Los cetáceos nunca se reencontrarán con los miembros de su familia que han sobrevivido a las cacerías
La caza de delfines de Taiji (Japón) no se reanudará hasta dentro de unos meses, pero la vida de los cetáceos capturados en libertad la pasada temporada ha cambiado tristemente para siempre. Los delfines que no son asesinados se mantienen encerrados en pequeños corrales marinos. Nunca se reencontrarán con los miembros de su familia que han sobrevivido a las cacerías, ni volverán a decidir sus movimientos por sí mismos. Así lo relata la organización Dolphin Project.
Los delfines capturados han pasado de un entorno repleto de estímulos a días monótonos mientras son entrenados. «Para un mamífero acostumbrado a navegar en un medio subacuático, utilizando habilidades como la ecolocalización, la búsqueda de alimento y la exploración, el cambio a recibir señales por encima de la superficie del agua debe ser extremadamente antinatural y desorientador. La fisiología de un delfín ha evolucionado durante millones de años para vivir bajo el agua, incluyendo una forma física aerodinámica, sistemas respiratorios especializados y patrones cerebrales únicos», explican.

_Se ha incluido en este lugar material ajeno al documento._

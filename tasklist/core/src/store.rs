//! Holds the current snapshot, runs actions through the reducer and tells
//! observers about every committed transition.

use crate::action::Action;
use crate::reducer::reduce;
use crate::state::{AppState, Snapshot};
use crate::task::TaskId;
use std::cell::{Cell, RefCell};
use std::rc::{Rc, Weak};
use tracing::{debug, trace, warn};

type Observer = Rc<dyn Fn(&Snapshot)>;

struct StoreInner {
    state: RefCell<Snapshot>,
    observers: RefCell<Vec<(u64, Observer)>>,
    next_subscription: Cell<u64>,
}

/// Single-threaded state container.
///
/// Cloning a `Store` yields another handle to the same state. Separate
/// `Store::new()` calls are fully independent.
#[derive(Clone)]
pub struct Store {
    inner: Rc<StoreInner>,
}

/// Handle returned by [`Store::subscribe`].
#[derive(Clone)]
pub struct Subscription {
    store: Weak<StoreInner>,
    id: u64,
}

impl Default for Store {
    fn default() -> Self {
        Self::new()
    }
}

impl PartialEq for Store {
    fn eq(&self, other: &Self) -> bool {
        Rc::ptr_eq(&self.inner, &other.inner)
    }
}

impl std::fmt::Debug for Store {
    fn fmt(&self, f: &mut std::fmt::Formatter<'_>) -> std::fmt::Result {
        f.debug_struct("Store")
            .field("state", &self.inner.state.borrow())
            .field("observers", &self.inner.observers.borrow().len())
            .finish()
    }
}

impl Store {
    /// Creates a store holding an empty task list and the `ALL` filter.
    pub fn new() -> Self {
        Self::with_state(AppState::new())
    }

    /// Creates a store that starts from `state` instead of the empty list.
    ///
    /// [`Store::add_task`] keeps assigning ids as task count plus one, so the
    /// seeded tasks must be numbered `1..=n` in order. Any other numbering can
    /// make a later `add_task` reuse an id that is already taken.
    pub fn with_state(state: AppState) -> Self {
        Store {
            inner: Rc::new(StoreInner {
                state: RefCell::new(Rc::new(state)),
                observers: RefCell::new(Vec::new()),
                next_subscription: Cell::new(0),
            }),
        }
    }

    /// Current snapshot.
    pub fn state(&self) -> Snapshot {
        Rc::clone(&self.inner.state.borrow())
    }

    /// Applies `action`, commits the result and notifies every observer in
    /// subscription order before returning.
    pub fn dispatch(&self, action: Action) {
        if let Action::Unrecognized { kind, payload } = &action {
            warn!(%kind, %payload, "ignoring unrecognized action");
        } else {
            debug!(?action, "dispatching action");
        }

        let next = reduce(&self.state(), &action);
        *self.inner.state.borrow_mut() = next;

        // Observers may subscribe, unsubscribe or dispatch while being notified.
        // A nested dispatch commits a newer state, so each observer reads the
        // state at the moment it runs rather than the one computed above.
        let observers: Vec<Observer> = self
            .inner
            .observers
            .borrow()
            .iter()
            .map(|(_, observer)| Rc::clone(observer))
            .collect();
        for observer in observers {
            trace!(kind = action.kind(), "notifying observer");
            let current = self.state();
            (*observer)(&current);
        }
    }

    /// Adds a not-yet-done task and returns its id.
    ///
    /// The id is the task count plus one (see [`AppState::next_task_id`]),
    /// which is unique as long as tasks are never removed and any seeded state
    /// was numbered from 1 (see [`Store::with_state`]).
    pub fn add_task(&self, description: impl Into<String>) -> TaskId {
        let id = self.state().next_task_id();
        self.dispatch(Action::add_task(id, description, false));
        id
    }

    /// Registers `observer` to run after every dispatch.
    pub fn subscribe(&self, observer: impl Fn(&Snapshot) + 'static) -> Subscription {
        let id = self.inner.next_subscription.get();
        self.inner.next_subscription.set(id + 1);
        self.inner
            .observers
            .borrow_mut()
            .push((id, Rc::new(observer)));
        debug!(subscription = id, "observer subscribed");

        Subscription {
            store: Rc::downgrade(&self.inner),
            id,
        }
    }

    /// Number of observers currently subscribed.
    pub fn observer_count(&self) -> usize {
        self.inner.observers.borrow().len()
    }
}

impl Subscription {
    /// Stops notifications. Calling it again, or after the store is gone, does nothing.
    pub fn unsubscribe(&self) {
        let Some(store) = self.store.upgrade() else {
            return;
        };
        let mut observers = store.observers.borrow_mut();
        let before = observers.len();
        observers.retain(|(id, _)| *id != self.id);
        if observers.len() != before {
            debug!(subscription = self.id, "observer unsubscribed");
        }
    }
}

Los delfines en cautividad son alimentados con peces muertos, vitaminas y minerales para paliar sus deficiencias nutricionales. El destino de los capturados en Taiji son los parques marinos y acuarios, en los que son entrenados para que realicen comportamientos antinaturales para atraer al público, con comida como recompensa. También se les obliga a agruparse con individuos a los que no han elegido. Sus crías son casi siempre concebidas mediante inseminación artificial y suelen ser separadas de sus madres a una edad temprana.

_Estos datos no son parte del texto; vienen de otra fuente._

use crate::filter::{Filter, visible_tasks};
use crate::task::{Task, TaskId};
use serde::{Deserialize, Serialize};
use std::rc::Rc;

/// Shared, immutable view of the state at one point in time.
pub type Snapshot = Rc<AppState>;

/// Everything the task list renders from.
#[derive(Debug, Default, Clone, PartialEq, Eq, Serialize, Deserialize)]
pub struct AppState {
    pub tasks: Vec<Task>,
    pub filter: Filter,
}

impl AppState {
    /// Empty task list with the `ALL` filter.
    pub fn new() -> Self {
        Self::default()
    }

    /// Id for the next task to add: the task count plus one.
    ///
    /// Only safe because tasks are never removed. Saturates at `TaskId::MAX`
    /// rather than wrapping, so ids past that bound are no longer unique.
    pub fn next_task_id(&self) -> TaskId {
        next_id_after(self.tasks.len())
    }

    /// The task with `id`, if there is one.
    pub fn find_task(&self, id: TaskId) -> Option<&Task> {
        self.tasks.iter().find(|task| task.id == id)
    }

    /// Tasks visible under the current filter.
    pub fn visible_tasks(&self) -> Vec<&Task> {
        visible_tasks(&self.tasks, self.filter)
    }
}

fn next_id_after(count: usize) -> TaskId {
    TaskId::try_from(count)
        .unwrap_or(TaskId::MAX)
        .saturating_add(1)
}

#[cfg(test)]
mod tests {
    use super::*;

    #[test]
    fn starts_empty_with_all_filter() {
        let state = AppState::new();

        assert!(state.tasks.is_empty());
        assert_eq!(state.filter, Filter::All);
    }

    #[test]
    fn next_task_id_is_count_plus_one() {
        let mut state = AppState::new();
        assert_eq!(state.next_task_id(), 1);

        state.tasks.push(Task::new(1, "a", false));
        state.tasks.push(Task::new(2, "b", false));

        assert_eq!(state.next_task_id(), 3);
    }

    #[test]
    fn next_task_id_saturates_instead_of_wrapping() {
        assert_eq!(next_id_after(TaskId::MAX as usize - 1), TaskId::MAX);
        assert_eq!(next_id_after(TaskId::MAX as usize), TaskId::MAX);
        assert_eq!(next_id_after(usize::MAX), TaskId::MAX);
    }

    #[test]
    fn can_find_task_by_id() {
        let state = AppState {
            tasks: vec![Task::new(1, "a", false), Task::new(2, "b", true)],
            filter: Filter::All,
        };

        assert_eq!(state.find_task(2), Some(&Task::new(2, "b", true)));
        assert_eq!(state.find_task(3), None);
    }

    #[test]
    fn visible_tasks_follow_current_filter() {
        let state = AppState {
            tasks: vec![Task::new(1, "a", false), Task::new(2, "b", true)],
            filter: Filter::Done,
        };

        assert_eq!(state.visible_tasks(), vec![&Task::new(2, "b", true)]);
    }
}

«Cuando vemos un delfín en un acuario o en un parque marino, lo que vemos es un mamífero que intenta sobrevivir. Con la eliminación de la naturaleza y su sustitución por algo antinatural, las probabilidades de supervivencia están en contra. Incluso si algunos delfines consiguen ‘vivir’ años en tales condiciones, la cuestión no es de cantidad, sino de calidad. Esto no es vivir, ni es el tipo de ‘educación’ que debería impartirse en tales atracciones», apuntan desde Dolphin Project.
La organización propone el uso de tecnologías para educar sobre los delfines, sin necesidad de capturar individuos en libertad, lo que también conlleva daños colaterales a otros animales y al conjunto de su entorno.